Phantom limbs and pain are still poorly understood in the medical community. It was thought that both were psychological conditions caused by an amputee’s emotional reaction to limb loss. Once amputees’ brains were scanned in MRI machines it was found that the brain and nervous system is involved.
Understanding the human brain is still in the early stages and no definitive cause of phantom limbs and pain has been found, however new research on the brain’s ability to adapt has led to several theories on these sensations. For a long time it was believed that an adult brain was in a fixed state but research has shown that adult brains do try to adapt to their surroundings and rewire their connections.
When an amputee can still feel their missing limb it is referred to as phantom limb. Current theories on the causes of phantom limbs are the brain filling in missing information using memory of prior experiences. In phantom limbs the brain has the memory of the limb so nerve impulses are still triggered after the limb is amputated causing various painless sensations including:
- the amputated limb behaving as a fully functioning limb.
- the amputated limb is gradually shrinking back into the body.
- the amputated limb is moving itself about.
- feelings of heat, cold, itching or tingling in the amputated limb.
The feeling of the amputated limb can be so real that amputees have injured themselves trying to stand up or walk on the phantom limb. This usually happens when waking suddenly from deep sleep.
Phantom limb sensations are proving to be useful in the design of hightech prosthetic limbs that detect nerve sensations to initiate movement. Amputees with traditional prosthetic limbs report that phantom limb sensations can be used to control a prosthetic limb as the prosthetic and phantom limbs feel as if they are working together resulting in a prosthetic limb that is easier to control.
Phantom pain causes amputees to feel pain as if the amputated limb was still present. Initially neuromas were blamed for the condition and while neuromas play a role they are not the sole cause of phantom pain.

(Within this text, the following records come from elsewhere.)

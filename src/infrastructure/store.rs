//! 用户集合的持久化存储
//!
//! 集合整体读取、整体重写。`JsonFileStore` 通过同目录下的 `.lock`
//! 文件加排他锁，使读-改-写在线程之间和进程之间都串行执行；
//! 写入先落到临时文件再重命名，读者不会看到写了一半的文件。

use fs2::FileExt;
use std::fs::{self, File, OpenOptions};
use std::io::{self, Write};
use std::path::{Path, PathBuf};
use std::sync::Mutex;
use thiserror::Error;
use tracing::debug;

use crate::app::users::model::User;

/// 存储错误类型
#[derive(Debug, Error)]
pub enum StoreError {
    #[error("I/O error on {}: {source}", .path.display())]
    Io {
        path: PathBuf,
        #[source]
        source: io::Error,
    },
    #[error("stored data in {} is not a valid user list: {source}", .path.display())]
    Corrupt {
        path: PathBuf,
        #[source]
        source: serde_json::Error,
    },
    #[error("store lock poisoned")]
    Poisoned,
    #[error("background task failed: {0}")]
    Background(String),
}

/// 一次事务内对集合的修改；返回 `true` 表示需要持久化
pub type Mutation<'a> = &'a mut dyn FnMut(&mut Vec<User>) -> bool;

/// 有序用户集合的存储
pub trait UserStore: Send + Sync {
    /// 读取当前集合
    fn load(&self) -> Result<Vec<User>, StoreError>;

    /// 在排他锁内执行 读取 → 修改 → 持久化，返回修改后的集合
    fn transaction(&self, mutation: Mutation<'_>) -> Result<Vec<User>, StoreError>;
}

/// 基于 JSON 文件的存储
pub struct JsonFileStore {
    path: PathBuf,
    lock_path: PathBuf,
    gate: Mutex<()>,
}

impl JsonFileStore {
    pub fn new(path: impl Into<PathBuf>) -> Self {
        let path = path.into();
        let mut lock_name = path.file_name().unwrap_or_default().to_os_string();
        lock_name.push(".lock");
        let lock_path = path.with_file_name(lock_name);
        Self {
            path,
            lock_path,
            gate: Mutex::new(()),
        }
    }

    pub fn path(&self) -> &Path {
        &self.path
    }

    fn io_error(&self, path: &Path, source: io::Error) -> StoreError {
        StoreError::Io {
            path: path.to_path_buf(),
            source,
        }
    }

    fn ensure_parent(&self) -> Result<(), StoreError> {
        match self.path.parent() {
            Some(parent) if !parent.as_os_str().is_empty() => {
                fs::create_dir_all(parent).map_err(|e| self.io_error(parent, e))
            }
            _ => Ok(()),
        }
    }

    /// 打开锁文件并加锁，文件关闭时自动释放
    fn lock(&self, exclusive: bool) -> Result<File, StoreError> {
        self.ensure_parent()?;
        let file = OpenOptions::new()
            .create(true)
            .truncate(false)
            .write(true)
            .open(&self.lock_path)
            .map_err(|e| self.io_error(&self.lock_path, e))?;
        let locked = if exclusive {
            file.lock_exclusive()
        } else {
            file.lock_shared()
        };
        locked.map_err(|e| self.io_error(&self.lock_path, e))?;
        Ok(file)
    }

    fn read(&self) -> Result<Vec<User>, StoreError> {
        let content = match fs::read(&self.path) {
            Ok(content) => content,
            Err(e) if e.kind() == io::ErrorKind::NotFound => return Ok(Vec::new()),
            Err(e) => return Err(self.io_error(&self.path, e)),
        };
        if content.iter().all(u8::is_ascii_whitespace) {
            return Ok(Vec::new());
        }
        serde_json::from_slice(&content).map_err(|source| StoreError::Corrupt {
            path: self.path.clone(),
            source,
        })
    }

    fn write(&self, users: &[User]) -> Result<(), StoreError> {
        let mut tmp_name = self.path.file_name().unwrap_or_default().to_os_string();
        tmp_name.push(".tmp");
        let tmp_path = self.path.with_file_name(tmp_name);

        let content = serde_json::to_vec_pretty(users).map_err(|source| StoreError::Corrupt {
            path: self.path.clone(),
            source,
        })?;

        let mut file = File::create(&tmp_path).map_err(|e| self.io_error(&tmp_path, e))?;
        file.write_all(&content)
            .and_then(|_| file.sync_all())
            .map_err(|e| self.io_error(&tmp_path, e))?;
        drop(file);

        fs::rename(&tmp_path, &self.path).map_err(|e| self.io_error(&self.path, e))?;
        debug!(path = %self.path.display(), count = users.len(), "用户集合已写入");
        Ok(())
    }
}

impl UserStore for JsonFileStore {
    fn load(&self) -> Result<Vec<User>, StoreError> {
        let _gate = self.gate.lock().map_err(|_| StoreError::Poisoned)?;
        let _lock = self.lock(false)?;
        self.read()
    }

    fn transaction(&self, mutation: Mutation<'_>) -> Result<Vec<User>, StoreError> {
        let _gate = self.gate.lock().map_err(|_| StoreError::Poisoned)?;
        let _lock = self.lock(true)?;
        let stored = self.read()?;
        let mut working = stored.clone();
        if mutation(&mut working) {
            self.write(&working)?;
            Ok(working)
        } else {
            Ok(stored)
        }
    }
}

/// 内存存储，用于测试和不需要持久化的场景
#[derive(Default)]
pub struct MemoryStore {
    users: Mutex<Vec<User>>,
}

impl MemoryStore {
    pub fn new() -> Self {
        Self::default()
    }

    pub fn with_users(users: Vec<User>) -> Self {
        Self {
            users: Mutex::new(users),
        }
    }
}

impl UserStore for MemoryStore {
    fn load(&self) -> Result<Vec<User>, StoreError> {
        let users = self.users.lock().map_err(|_| StoreError::Poisoned)?;
        Ok(users.clone())
    }

    fn transaction(&self, mutation: Mutation<'_>) -> Result<Vec<User>, StoreError> {
        let mut users = self.users.lock().map_err(|_| StoreError::Poisoned)?;
        let mut working = users.clone();
        if mutation(&mut working) {
            *users = working;
        }
        Ok(users.clone())
    }
}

The current theories for the cause of phantom pain involve the brain becoming confused after the amputation and attempting to recreate the sensation of the missing limb. Those who had long term pain prior to amputation may find that the brain recreates what it has become accustomed to feeling, resulting in phantom pain sensations.
In those who did not have prior limb pain the brain may be creating pain to signal that there is a problem with the limb in that it cannot locate it. In this case pain is a rudimentary response to tell you that something is not right. Other contributors to phantom pain are damaged nerve endings and scar tissue on the stump. Most cases of phantom pain will have several of the aforementioned factors involved.
Phantom pain falls into 3 broad categories: cramping, burning and stabbing. These pains may be persistent or intermittent.
Some amputees find that the pains are triggered by certain activities such as yawning, coughing or changes in temperature. Other amputees find that the pain will become more prominent when they are stressed, feeling depressed or having trouble sleeping.
The severity of phantom pain can be reduced by maintaining pain control prior to an elective amputation and by early rehabilitation following amputation. Many patients who suffer from phantom pain notice that it can be controlled fairly well during the day when they are active.
However it causes problems when they are trying to sleep. If you are troubled by phantom pain, it is important to consult a doctor who is experienced in treating it. Often it does not need any treatment besides early mobilisation.
There are several ways to treat phantom pain including medications, physical therapies, behavioural training and psychological therapies. The same treatment options do not work for everyone so you need to discuss your individual situation with your primary care doctor.
Phantom pain is almost impossible to eliminate completely, so you and your doctor may need to focus on ways to cope with chronic pain. Difficult to treat cases may require referral to a pain management specialist or clinic.